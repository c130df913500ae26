use tabled::{settings::Style, Table, Tabled};
use crate::domain::{Restaurant, Shared};

#[derive(Tabled)]
pub struct TableRow {
    #[tabled(rename = "Table")]
    pub metric: String,
    #[tabled(rename = "Rows")]
    pub value: String,
}

pub struct TableBuilder {
    rows: Vec<TableRow>,
}

impl TableBuilder {
    pub fn new() -> Self {
        Self { rows: Vec::new() }
    }

    pub fn add_row(&mut self, label: &str, value: &str) {
        self.rows.push(TableRow {
            metric: label.to_string(),
            value: value.to_string(),
        });
    }

    pub fn build(&self) -> String {
        if self.rows.is_empty() {
            return String::new();
        }

        Table::new(&self.rows).with(Style::rounded()).to_string()
    }
}

pub fn stats_table(stats: &[(&str, usize)]) -> String {
    let mut builder = TableBuilder::new();
    for (label, value) in stats {
        builder.add_row(label, &value.to_string());
    }
    builder.build()
}

/// One line of the restaurant listing
#[derive(Debug, Tabled, serde::Serialize)]
pub struct RestaurantRow {
    #[tabled(rename = "#")]
    pub id: i64,
    #[tabled(rename = "Name")]
    pub name: String,
    #[tabled(rename = "City")]
    pub city: String,
    #[tabled(rename = "Type")]
    pub kind: String,
    #[tabled(rename = "👍")]
    pub likes: usize,
    #[tabled(rename = "👎")]
    pub dislikes: usize,
    #[tabled(rename = "Reviews")]
    pub reviews: usize,
}

impl RestaurantRow {
    pub fn from_restaurant(restaurant: &Shared<Restaurant>) -> Self {
        let r = restaurant.read();
        let city = r.city().read();
        Self {
            id: r.id.unwrap_or_default(),
            name: r.name.clone(),
            city: format!("{} {}", city.zip_code, city.name),
            kind: r.restaurant_type.read().label.clone(),
            likes: r.likes(),
            dislikes: r.dislikes(),
            reviews: r.evaluations.iter().filter(|e| e.as_complete().is_some()).count(),
        }
    }
}

pub fn restaurant_table(rows: &[RestaurantRow]) -> String {
    if rows.is_empty() {
        return String::new();
    }
    Table::new(rows).with(Style::rounded()).to_string()
}

#[cfg(test)]
mod tests {
    use super::*;

    #[test]
    fn test_stats_table_lists_every_row() {
        let table = stats_table(&[("VILLES", 2), ("RESTAURANTS", 5)]);
        assert!(table.contains("VILLES"));
        assert!(table.contains("RESTAURANTS"));
        assert!(table.contains('5'));
    }

    #[test]
    fn test_empty_tables_render_nothing() {
        assert!(stats_table(&[]).is_empty());
        assert!(restaurant_table(&[]).is_empty());
    }
}
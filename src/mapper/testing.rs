//! Shared fixtures for mapper tests

use std::sync::Arc;
use chrono::NaiveDate;
use crate::domain::{shared, City, Localisation, Restaurant, RestaurantType, Shared};
use crate::storage::ConnectionProvider;
use super::{Mapper, MapperRegistry};

/// Fresh registry over a private in-memory database
pub fn registry() -> MapperRegistry {
    let db = ConnectionProvider::open_in_memory().expect("in-memory database");
    MapperRegistry::new(Arc::new(db))
}

/// New session over the same database, with empty identity maps
pub fn registry_reload(registry: &MapperRegistry) -> MapperRegistry {
    MapperRegistry::new(registry.db().clone())
}

pub fn date() -> NaiveDate {
    NaiveDate::from_ymd_opt(2024, 5, 1).expect("valid date")
}

/// Row count of a table
pub fn count(registry: &MapperRegistry, table: &str) -> usize {
    registry.db().stats().expect("stats").count(table)
}

/// Make every restaurant delete fail inside SQLite
pub fn block_restaurant_deletes(registry: &MapperRegistry) {
    let conn = registry.db().connection().expect("connection");
    conn.execute_batch(
        "CREATE TRIGGER block_restaurant_deletes BEFORE DELETE ON RESTAURANTS \
         BEGIN SELECT RAISE(ABORT, 'restaurant deletes are blocked'); END;",
    )
    .expect("trigger");
}

/// One persisted restaurant with its city and type
pub struct Fixture {
    pub registry: MapperRegistry,
    pub city: Shared<City>,
    pub kind: Shared<RestaurantType>,
    pub restaurant: Shared<Restaurant>,
}

impl Fixture {
    pub fn new() -> Self {
        let registry = registry();
        let city = registry
            .cities
            .create(&shared(City::new("2000", "Neuchâtel")))
            .expect("city");
        let kind = registry
            .types
            .create(&shared(RestaurantType::new("Pizzeria", "Pizzas au feu de bois")))
            .expect("type");
        let restaurant = registry
            .restaurants
            .create(&shared(Restaurant::new(
                "Da Mario",
                Some("Pizzas au feu de bois".to_string()),
                None,
                Localisation::new("Rue du Lac 1", city.clone()),
                kind.clone(),
            )))
            .expect("restaurant");

        Self {
            registry,
            city,
            kind,
            restaurant,
        }
    }
}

Work task:
Restate, please, word for word the span of records running from the first line to the line bearing "pub fn build(&self)", both included, and nothing outside it.

Reply to the task:
repository c130df913500ae26
use tabled::{settings::Style, Table, Tabled};
use crate::domain::{Restaurant, Shared};

#[derive(Tabled)]
pub struct TableRow {
    #[tabled(rename = "Table")]
    pub metric: String,
    #[tabled(rename = "Rows")]
    pub value: String,
}

pub struct TableBuilder {
    rows: Vec<TableRow>,
}

impl TableBuilder {
    pub fn new() -> Self {
        Self { rows: Vec::new() }
    }

    pub fn add_row(&mut self, label: &str, value: &str) {
        self.rows.push(TableRow {
            metric: label.to_string(),
            value: value.to_string(),
        });
    }

    pub fn build(&self) -> String {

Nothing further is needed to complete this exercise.